Is There a Democracy Threshold to Cheat Less on Taxes?


Konukcu Önal D., Çavuşoğlu A. T.

35th International Public Finance Conference, Antalya, Türkiye, 14 Ekim - 17 Kasım 2021, ss.360-365

  • Yayın Türü: Bildiri / Tam Metin Bildiri
  • Basıldığı Şehir: Antalya
  • Basıldığı Ülke: Türkiye
  • Sayfa Sayıları: ss.360-365
  • Hacettepe Üniversitesi Adresli: Evet

Özet

The influence of social norms on tax compliance has been the integral part of the taxation literature for years. In this context, this study revisits the nexus between democracy and tax compliance for a sample of 58 countries. The study substantially differs from others with respect to the democracy indicators and the methodology employed in its empirical analyses. That is, while investigating the role of democracy on cross-country differences in tax morality four different quantitative measures of democracy are appropriated to justify the robustness of findings.
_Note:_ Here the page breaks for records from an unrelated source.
pub mod corpus;
pub mod loader;
pub mod osis;
pub mod render;
#[cfg(feature = "web")]
pub mod web;

pub use corpus::{Book, ChapterKey, ChapterKeyError, Corpus, MISSING_FIELD, Verse, Word};
#[cfg(feature = "client")]
pub use loader::HttpSource;
pub use loader::{
    BookOption, CONTENT_PATH, CorpusSource, JsonFileSource, LoadError, Loader, OsisSource, Viewer,
    selector_options,
};
pub use osis::{OsisError, StrongsDictionary};
pub use render::{RenderedBook, WordUnit, format_words, render_book};
use crate::loader::{BookOption, CONTENT_PATH, LoadError, Viewer};
use crate::render::{BOOK_SELECTOR_ID, CHAPTER_CONTAINER_ID};
use askama::Template;
use axum::{
    Json, Router,
    body::Bytes,
    extract::{Path, Query, State},
    http::{StatusCode, header},
    response::{Html, IntoResponse, Response},
    routing::get,
};
use include_dir::{Dir, include_dir};
use percent_encoding::{NON_ALPHANUMERIC, utf8_percent_encode};
use serde::Deserialize;
use serde_json::json;
use std::fmt;
use std::net::SocketAddr;
use std::sync::Arc;
use tokio::net::TcpListener;
use tokio::signal;
use tower_http::compression::CompressionLayer;
use tower_http::trace::{DefaultMakeSpan, DefaultOnResponse, TraceLayer};
use tracing::{error, info};

type SharedState = Arc<AppState>;

static ASSETS: Dir<'_> = include_dir!("$CARGO_MANIFEST_DIR/assets");

const RENDER_PATH: &str = "/render";
const SERVICE_NAME: &str = "tischendorf-viewer";
const PAGE_TITLE: &str = "Tischendorf Greek New Testament";

pub struct AppState {
    pub viewer: Viewer,
    pub corpus_json: Bytes,
    pub base_url: String,
}

impl AppState {
    /// Encodes the corpus once; every `/load_content` response reuses the bytes.
    pub fn new(viewer: Viewer, base_url: impl Into<String>) -> Result<Self, WebError> {
        let corpus_json = Bytes::from(viewer.corpus().to_json_vec()?);
        Ok(Self {
            viewer,
            corpus_json,
            base_url: base_url.into(),
        })
    }
}

#[derive(Clone)]
pub struct WebConfig {
    pub addr: SocketAddr,
    pub base_url: String,
}

impl Default for WebConfig {
    fn default() -> Self {
        Self {
            addr: SocketAddr::from(([127, 0, 0, 1], 8080)),
            base_url: "http://127.0.0.1:8080".to_string(),
        }
    }
}

#[derive(Debug)]
pub enum WebError {
    Io(std::io::Error),
    Load(LoadError),
    Encode(serde_json::Error),
}

impl fmt::Display for WebError {
    fn fmt(&self, f: &mut fmt::Formatter<'_>) -> fmt::Result {
        match self {
            WebError::Io(err) => write!(f, "io error: {err}"),
            WebError::Load(err) => write!(f, "failed to load corpus: {err}"),
            WebError::Encode(err) => write!(f, "failed to encode corpus: {err}"),
        }
    }
}

impl std::error::Error for WebError {}

impl From<std::io::Error> for WebError {
    fn from(value: std::io::Error) -> Self {
        WebError::Io(value)
    }
}

impl From<LoadError> for WebError {
    fn from(value: LoadError) -> Self {
        WebError::Load(value)
    }
}

impl From<serde_json::Error> for WebError {
    fn from(value: serde_json::Error) -> Self {
        WebError::Encode(value)
    }
}

pub async fn serve(config: WebConfig, viewer: Viewer) -> Result<(), WebError> {
    let books = viewer.options().len();
    let state = Arc::new(AppState::new(viewer, config.base_url.clone())?);
    let router = build_router(state);
    info!(
        %config.addr,
        books,
        base = %config.base_url,
        "Binding HTTP listener"
    );
    let listener = TcpListener::bind(config.addr).await?;
    axum::serve(listener, router)
        .with_graceful_shutdown(shutdown_signal())
        .await?;
    info!("HTTP server exited");
    Ok(())
}

#[derive(Debug)]
struct ApiError {
    status: StatusCode,
    message: String,
}

impl ApiError {
    fn not_found(message: impl Into<String>) -> Self {
        Self {
            status: StatusCode::NOT_FOUND,
            message: message.into(),
        }
    }

    fn internal(message: impl Into<String>) -> Self {
        Self {
            status: StatusCode::INTERNAL_SERVER_ERROR,
            message: message.into(),
        }
    }
}

impl IntoResponse for ApiError {
    fn into_response(self) -> Response {
        let payload = json!({ "error": self.message });
        (self.status, Json(payload)).into_response()
    }
}

fn build_router(state: SharedState) -> Router {
    Router::new()
        .route("/", get(home))
        .route(CONTENT_PATH, get(load_content))
        .route(RENDER_PATH, get(render_fragment))
        .route("/static/*path", get(static_asset))
        .route("/healthz", get(health))
        .with_state(state)
        .layer(
            TraceLayer::new_for_http()
                .make_span_with(DefaultMakeSpan::new().include_headers(true))
                .on_response(DefaultOnResponse::new().include_headers(true)),
        )
        .layer(CompressionLayer::new())
}

async fn shutdown_signal() {
    let ctrl_c = async {
        let _ = signal::ctrl_c().await;
    };
    #[cfg(unix)]
    let terminate = async {
        use tokio::signal::unix::{SignalKind, signal};
        if let Ok(mut stream) = signal(SignalKind::terminate()) {
            let _ = stream.recv().await;
        }
    };
    #[cfg(not(unix))]
    let terminate = std::future::pending::<()>();

    tokio::select! {
        _ = ctrl_c => {},
        _ = terminate => {},
    }
}

#[derive(Debug, Default, Deserialize)]
struct BookParams {
    book: Option<String>,
}

impl BookParams {
    fn key(&self) -> &str {
        self.book.as_deref().map(str::trim).unwrap_or_default()
    }
}

async fn home(
    State(state): State<SharedState>,
    Query(params): Query<BookParams>,
) -> impl IntoResponse {
    let selected = params.key();
    let rendered = state.viewer.select(selected);
    let chapters_html = match rendered.to_html() {
        Ok(html) => html,
        Err(err) => return Html(render_error_page(err.to_string())),
    };
    // Only the deep-linked book is listed up front; the page script fills in the rest.
    let options: Vec<&BookOption> = state
        .viewer
        .options()
        .iter()
        .filter(|option| rendered.book_key() == Some(option.value.as_str()))
        .collect();
    let canonical_url = match rendered.book_key() {
        Some(key) => format!("{}/?book={}", state.base_url, encode_component(key)),
        None => format!("{}/", state.base_url),
    };
    let template = IndexTemplate {
        title: PAGE_TITLE,
        version: env!("CARGO_PKG_VERSION"),
        canonical_url,
        selector_id: BOOK_SELECTOR_ID,
        container_id: CHAPTER_CONTAINER_ID,
        content_url: CONTENT_PATH,
        render_url: RENDER_PATH,
        options,
        selected,
        chapters_html,
    };
    Html(
        template
            .render()
            .unwrap_or_else(|err| render_error_page(err.to_string())),
    )
}

async fn load_content(State(state): State<SharedState>) -> Response {
    (
        [(header::CONTENT_TYPE, mime::APPLICATION_JSON.as_ref())],
        state.corpus_json.clone(),
    )
        .into_response()
}

async fn render_fragment(
    State(state): State<SharedState>,
    Query(params): Query<BookParams>,
) -> Result<Html<String>, ApiError> {
    let rendered = state.viewer.select(params.key());
    rendered.to_html().map(Html).map_err(|err| {
        error!(book = params.key(), %err, "Failed to render book");
        ApiError::internal("failed to render book")
    })
}

async fn static_asset(Path(path): Path<String>) -> Result<Response, ApiError> {
    let file = ASSETS
        .get_file(&path)
        .ok_or_else(|| ApiError::not_found(format!("No asset named {path:?}")))?;
    let content_type = asset_mime(&path);
    Ok((
        [(header::CONTENT_TYPE, content_type.as_ref())],
        file.contents(),
    )
        .into_response())
}

async fn health(State(state): State<SharedState>) -> impl IntoResponse {
    Json(json!({
        "status": "ok",
        "service": SERVICE_NAME,
        "books": state.viewer.options().len(),
    }))
}

fn asset_mime(path: &str) -> mime::Mime {
    match path.rsplit_once('.').map(|(_, ext)| ext) {
        Some("js") => mime::APPLICATION_JAVASCRIPT_UTF_8,
        Some("css") => mime::TEXT_CSS_UTF_8,
        Some("html") => mime::TEXT_HTML_UTF_8,
        _ => mime::APPLICATION_OCTET_STREAM,
    }
}

fn encode_component(value: &str) -> String {
    utf8_percent_encode(value, NON_ALPHANUMERIC).to_string()
}

fn render_error_page(message: impl Into<String>) -> String {
    let message = crate::render::escape_html(&message.into());
    format!(
        r#"<!DOCTYPE html>
<html lang="en">
  <head>
    <meta charset="utf-8" />
    <meta name="viewport" content="width=device-width, initial-scale=1" />
    <title>{title} • Error</title>
    <link href="https://cdn.jsdelivr.net/npm/bootstrap@5.3.8/dist/css/bootstrap.min.css" rel="stylesheet" integrity="sha384-sRIl4kxILFvY47J16cr9ZwB07vP4J8+LH7qKQnuqkuIAvNWLzeN8tE5YBujZqJLB" crossorigin="anonymous">
  </head>
  <body class="bg-light text-dark">
    <main class="container py-5">
      <div class="mx-auto col-lg-10">
        <h1 class="display-5 fw-bold">Something went wrong</h1>
        <p class="lead mb-4">{message}</p>
        <a href="/" class="btn btn-primary btn-lg px-4 py-2">Back to home</a>
      </div>
    </main>
  </body>
</html>"#,
        title = PAGE_TITLE,
        message = message,
    )
}

#[derive(Template)]
#[template(
    source = r#"<!DOCTYPE html>
<html lang="en">
  <head>
    <meta charset="utf-8" />
    <meta name="viewport" content="width=device-width, initial-scale=1" />
    <title>{{ title }}</title>
    <link href="https://cdn.jsdelivr.net/npm/bootstrap@5.3.8/dist/css/bootstrap.min.css" rel="stylesheet" integrity="sha384-sRIl4kxILFvY47J16cr9ZwB07vP4J8+LH7qKQnuqkuIAvNWLzeN8tE5YBujZqJLB" crossorigin="anonymous">
    <script src="https://cdn.jsdelivr.net/npm/bootstrap@5.3.8/dist/js/bootstrap.bundle.min.js" integrity="sha384-FKyoEForCGlyvwx9Hj09JcYn3nv7wiPVlz7YYwJrWVcXK/BmnVDxM+D2scQbITxI" crossorigin="anonymous"></script>
    <link rel="canonical" href="{{ canonical_url|safe }}">
  </head>
  <body class="bg-light text-dark">
    <main class="container py-5">
      <div class="mx-auto col-lg-10">
        <p class="text-uppercase text-muted mb-2">Tischendorf Viewer v{{ version }}</p>
        <h1 class="display-5 fw-bold mb-4">{{ title }}</h1>
        <label for="{{ selector_id }}" class="form-label">Book</label>
        <select id="{{ selector_id }}" class="form-select mb-4" data-content-url="{{ content_url|safe }}" data-render-url="{{ render_url|safe }}">
          <option value="">Select a book</option>
          {% for option in options %}
          <option value="{{ option.value }}"{% if option.value == selected %} selected{% endif %}>{{ option.label }}</option>
          {% endfor %}
        </select>
        <div class="accordion" id="{{ container_id }}">{{ chapters_html|safe }}</div>
        <div id="detailsBox" class="card card-body mt-4 d-none" aria-live="polite"></div>
      </div>
    </main>
    <script src="/static/viewer.js"></script>
  </body>
</html>"#,
    ext = "html"
)]
struct IndexTemplate<'a> {
    title: &'a str,
    version: &'a str,
    canonical_url: String,
    selector_id: &'a str,
    container_id: &'a str,
    content_url: &'a str,
    render_url: &'a str,
    options: Vec<&'a BookOption>,
    selected: &'a str,
    chapters_html: String,
}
Moreover, the analysis is based on the detection of a threshold that differentiates the asymmetric effects of weak and strong democratic norms in explaining the country-specific tax moralities, rather than searching solely for the presence of a relationship between democracy and tax morality. The threshold analysis in this study is carried out by Hansen’s threshold regression approach. Tax morality is proxied by country scores calculated by the individual responses given in the sixth wave of the World Values Survey. Implications of our findings on democracy-led tax morality are two-fold. One, tax morality is significantly lower in countries with below-threshold democracy than those with above-threshold democracy. Two, the contribution of democracy to tax morality is more in below-threshold democracies than in above-threshold democracies. Altogether, these two implications point out the fact that democratization improves morality of the taxpayers especially in countries which have plenty of scope for improving democracy.